Directions: In the material below, find all lines with the string "when" and copy them.

Listed records:
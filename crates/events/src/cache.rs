//! Query-cache invalidation driven by post events.
//!
//! [`CacheInvalidator`] subscribes to the [`EventBus`](crate::bus::EventBus)
//! broadcast channel and marks the affected cache keys stale for every
//! received [`PostEvent`]. It runs as a long-lived background task and shuts
//! down when the bus sender is dropped. The actual cache lives outside this
//! process (a hosted query cache in front of the API); this task emits the
//! invalidations it must apply.

use penfolio_core::types::DbId;
use tokio::sync::broadcast;

use crate::bus::PostEvent;

/// Cache key for a single post's cached reads.
pub fn post_key(post_id: DbId) -> String {
    format!("post:{post_id}")
}

/// Cache key for a post's version list.
pub fn versions_key(post_id: DbId) -> String {
    format!("post:{post_id}:versions")
}

/// Cache key for the post collection listing.
pub const POSTS_KEY: &str = "posts";

/// The cache keys made stale by a given event.
///
/// Every mutation invalidates the post itself, its version list, and the
/// collection listing. Deletes invalidate the same set — stale version
/// lists for a deleted post must not be served either.
pub fn stale_keys(event: &PostEvent) -> Vec<String> {
    vec![
        post_key(event.post_id),
        versions_key(event.post_id),
        POSTS_KEY.to_string(),
    ]
}

/// Background service that applies cache invalidations for post events.
pub struct CacheInvalidator;

impl CacheInvalidator {
    /// Run the invalidation loop.
    ///
    /// Subscribes to the event bus via the provided `receiver` and processes
    /// every event it receives. The loop exits when the channel is closed
    /// (i.e. the [`EventBus`](crate::bus::EventBus) is dropped).
    pub async fn run(mut receiver: broadcast::Receiver<PostEvent>) {
        loop {
            match receiver.recv().await {
                Ok(event) => {
                    let keys = stale_keys(&event);
                    tracing::info!(
                        event_type = %event.event_type,
                        post_id = event.post_id,
                        keys = ?keys,
                        "Invalidating cached reads"
                    );
                }
                Err(broadcast::error::RecvError::Lagged(n)) => {
                    tracing::warn!(
                        skipped = n,
                        "Cache invalidator lagged, some invalidations were coalesced"
                    );
                }
                Err(broadcast::error::RecvError::Closed) => {
                    tracing::info!("Event bus closed, cache invalidator shutting down");
                    break;
                }
            }
        }
    }
}

// ---------------------------------------------------------------------------
// Tests
// ---------------------------------------------------------------------------

#[cfg(test)]
mod tests {
    use super::*;
    use crate::bus::{PostEvent, POST_ROLLED_BACK};

    #[test]
    fn stale_keys_cover_post_versions_and_listing() {
        let event = PostEvent::new(POST_ROLLED_BACK, 12);
        let keys = stale_keys(&event);
        assert_eq!(keys, vec!["post:12", "post:12:versions", "posts"]);
    }

    #[test]
    fn key_helpers_format() {
        assert_eq!(post_key(7), "post:7");
        assert_eq!(versions_key(7), "post:7:versions");
    }
}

Answer box:
//! down when the bus sender is dropped. The actual cache lives outside this
    /// every event it receives. The loop exits when the channel is closed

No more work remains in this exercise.